Overall, these studies highlight the need for
accurate prediction of the global price of WTI crude.
The econometric model can predict short-term crude
oil prices more accurately, but the nonlinear, complex
and non-stationary characteristics of crude oil prices
make the model have certain flaws. The machine
learning model uses linear and nonlinear models to
enrich the experimental process and set up various
scenarios to improve the applicability of the model.
Then, more complex deep learning models and
numerous neural network algorithms were added to
forecasts, which can extract effective information and
focus on trends and changes in time series. This paper
will primarily concentrate on utilizing the ARIMA
and GARCH models for crude oil price prediction.
The aim is to offer a valuable reference for crude oil
futures investors, aiding them in making informed
decisions and conducting risk mitigation transactions.
By leveraging these models, investors can potentially
reduce their losses to a considerable extent.
2 METHODOLOGY
2.1 Data Source
Fred's global WTI crude oil price index is the source
of the data used in this investigation. This dataset
comprises monthly average prices of crude oil in U.S.
dollars. It is meticulously documented, with no
instances of missing values or outliers. For analysis,
the paper has selected price data spanning from
January 2000 to April 2024, amounting to 292
observations. The first 276 observations, covering the
period from January 2000 to December 2022,
constitute the training set, while the remaining 16
observations, spanning from January 2023 to April
2024, are designated as the test set. Ultimately, a
rolling forecast approach is adopted to predict the
WTI crude oil price for May, June, and July 2024.
The internationally recognized crude oil
benchmark prices are WTI and Bren crude oil prices.
This paper selects the price of WTI crude oil, which
occupies the leading position in terms of global
commodity futures trading volume because of its
advantages of transparent quotations and high
liquidity, as well as the status of U.S. super crude oil
buyers and the world influence of the New York
Stock Exchange.
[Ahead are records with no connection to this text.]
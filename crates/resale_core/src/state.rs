use std::collections::BTreeSet;

use crate::combined::{combined_payload, combined_steps, overall_progress, SideView};
use crate::guided::{GuidedState, RequestId};
use crate::inputs::SearchInputs;
use crate::listing::{visible_listings, DismissedKeys};
use crate::run::{RunId, RunMode, RunState, SearchMode, StepPlan};
use crate::view_model::{AppViewModel, GuidedView, ListingRow, RunView, StepView};

/// Latest run of one mode plus the listings the user hid from it.
#[derive(Debug, Clone, PartialEq, Default)]
pub struct ModeSlot {
    pub(crate) run: RunState,
    pub(crate) dismissed: DismissedKeys,
}

impl ModeSlot {
    pub fn run(&self) -> &RunState {
        &self.run
    }

    pub fn dismissed(&self) -> &DismissedKeys {
        &self.dismissed
    }

    fn side(&self) -> Option<SideView<'_>> {
        self.run.data.as_ref().map(|payload| SideView {
            payload,
            dismissed: &self.dismissed,
        })
    }

    /// Id of the run still streaming into this slot.
    pub(crate) fn in_flight(&self) -> Option<RunId> {
        self.run.run_id.filter(|_| self.run.loading)
    }
}

#[derive(Debug, Clone, PartialEq)]
pub struct AppState {
    pub(crate) inputs: SearchInputs,
    pub(crate) active: ModeSlot,
    pub(crate) sold: ModeSlot,
    pub(crate) requested: Option<RunMode>,
    pub(crate) guided: GuidedState,
    pub(crate) plan: StepPlan,
    next_run_id: RunId,
    next_request_id: RequestId,
    dirty: bool,
}

impl Default for AppState {
    fn default() -> Self {
        Self::with_plan(StepPlan::default())
    }
}

impl AppState {
    pub fn new() -> Self {
        Self::default()
    }

    pub fn with_plan(plan: StepPlan) -> Self {
        Self {
            inputs: SearchInputs::default(),
            active: ModeSlot::default(),
            sold: ModeSlot::default(),
            requested: None,
            guided: GuidedState::default(),
            plan,
            next_run_id: 1,
            next_request_id: 1,
            dirty: false,
        }
    }

    pub fn inputs(&self) -> &SearchInputs {
        &self.inputs
    }

    pub fn slot(&self, mode: SearchMode) -> &ModeSlot {
        match mode {
            SearchMode::Active => &self.active,
            SearchMode::Sold => &self.sold,
        }
    }

    pub(crate) fn slot_mut(&mut self, mode: SearchMode) -> &mut ModeSlot {
        match mode {
            SearchMode::Active => &mut self.active,
            SearchMode::Sold => &mut self.sold,
        }
    }

    pub fn guided(&self) -> &GuidedState {
        &self.guided
    }

    pub fn requested(&self) -> Option<RunMode> {
        self.requested
    }

    /// Returns and clears the render-needed flag.
    pub fn consume_dirty(&mut self) -> bool {
        std::mem::take(&mut self.dirty)
    }

    pub(crate) fn mark_dirty(&mut self) {
        self.dirty = true;
    }

    pub(crate) fn allocate_run_id(&mut self) -> RunId {
        let id = self.next_run_id;
        self.next_run_id += 1;
        id
    }

    pub(crate) fn allocate_request_id(&mut self) -> RequestId {
        let id = self.next_request_id;
        self.next_request_id += 1;
        id
    }

    /// Distinct in-flight run ids for the slots a mode covers.
    pub(crate) fn in_flight_runs(&self, mode: RunMode) -> BTreeSet<RunId> {
        mode.slots()
            .iter()
            .filter_map(|slot| self.slot(*slot).in_flight())
            .collect()
    }

    /// Slots currently bound to `run_id`.
    pub(crate) fn slots_for_run(&self, run_id: RunId) -> Vec<SearchMode> {
        [SearchMode::Active, SearchMode::Sold]
            .into_iter()
            .filter(|mode| self.slot(*mode).run.run_id == Some(run_id))
            .collect()
    }

    fn requested_runs(&self) -> Vec<&RunState> {
        self.requested
            .map(|mode| mode.slots().iter().map(|slot| &self.slot(*slot).run).collect())
            .unwrap_or_default()
    }

    pub fn view(&self) -> AppViewModel {
        let combined_steps = match self.requested {
            Some(RunMode::Both) => Some(
                combined_steps(&self.active.run, &self.sold.run)
                    .iter()
                    .map(StepView::from)
                    .collect(),
            ),
            _ => None,
        };

        AppViewModel {
            requested: self.requested,
            has_main_image: self.inputs.main_image.is_some(),
            active: run_view(&self.active),
            sold: run_view(&self.sold),
            combined_steps,
            overall_progress: overall_progress(&self.requested_runs()),
            combined: combined_payload(self.active.side(), self.sold.side()),
            guided: GuidedView {
                phase: self.guided.phase(),
                candidates: self.guided.candidates().to_vec(),
                selected_id: self.guided.selected_id().map(ToOwned::to_owned),
                title_draft: self.guided.title_draft().to_string(),
                title_edited: self.guided.title_was_edited(),
                locked: self.guided.is_locked(),
                error: self.guided.error().map(ToOwned::to_owned),
            },
            dirty: self.dirty,
        }
    }
}

fn run_view(slot: &ModeSlot) -> RunView {
    let run = &slot.run;
    let (listings, price_range, visible_priced) = match &run.data {
        Some(payload) => (
            visible_listings(&payload.listings, &slot.dismissed)
                .into_iter()
                .map(|(key, listing)| ListingRow::new(key, listing))
                .collect(),
            crate::analytics::price_range(&payload.listings, &slot.dismissed),
            crate::analytics::visible_priced_count(&payload.listings, &slot.dismissed),
        ),
        None => (Vec::new(), None, 0),
    };

    RunView {
        loading: run.loading,
        progress: run.progress,
        error: (!run.error.is_empty()).then(|| run.error.clone()),
        steps: run.steps.iter().map(StepView::from).collect(),
        has_result: run.data.is_some(),
        listings,
        price_range,
        visible_priced,
    }
}
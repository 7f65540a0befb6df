use resale_core::ImageFile;
use resale_engine::{FailureKind, PreviewRegistry};
use tempfile::TempDir;

#[test]
fn acquire_is_cached_and_release_happens_once() {
    let temp = TempDir::new().unwrap();
    let path = temp.path().join("lamp.png");
    std::fs::write(&path, b"png-bytes").unwrap();
    let image = ImageFile::new(7, &path);

    let mut registry = PreviewRegistry::new();
    let preview = registry.acquire(&image).unwrap();
    assert_eq!(preview.mime, "image/png");
    assert_eq!(&preview.bytes[..], b"png-bytes");

    // File changes on disk are not picked up for the same id.
    std::fs::write(&path, b"changed").unwrap();
    assert_eq!(&registry.acquire(&image).unwrap().bytes[..], b"png-bytes");
    assert_eq!(registry.len(), 1);

    assert!(registry.release(7));
    assert!(!registry.release(7));
    assert!(registry.is_empty());
}

#[test]
fn missing_file_is_an_io_error() {
    let mut registry = PreviewRegistry::new();
    let err = registry
        .acquire(&ImageFile::new(1, "/no/such/file.jpg"))
        .unwrap_err();
    assert_eq!(err.kind, FailureKind::Io);
    assert!(registry.get(1).is_none());
}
At the same time, this paper selected
prices rather than yields, average prices rather than
closing prices, and monthly data over the past decade
rather than all data.
2.2 Variable Selection
Crude oil prices are obviously volatile and cyclical.
Indeed, the prices of crude oil can experience
substantial fluctuations, with the potential for
significant rises or falls within relatively brief time
frames, and they can experience rising and falling
cycles over a span of several years or even ten years.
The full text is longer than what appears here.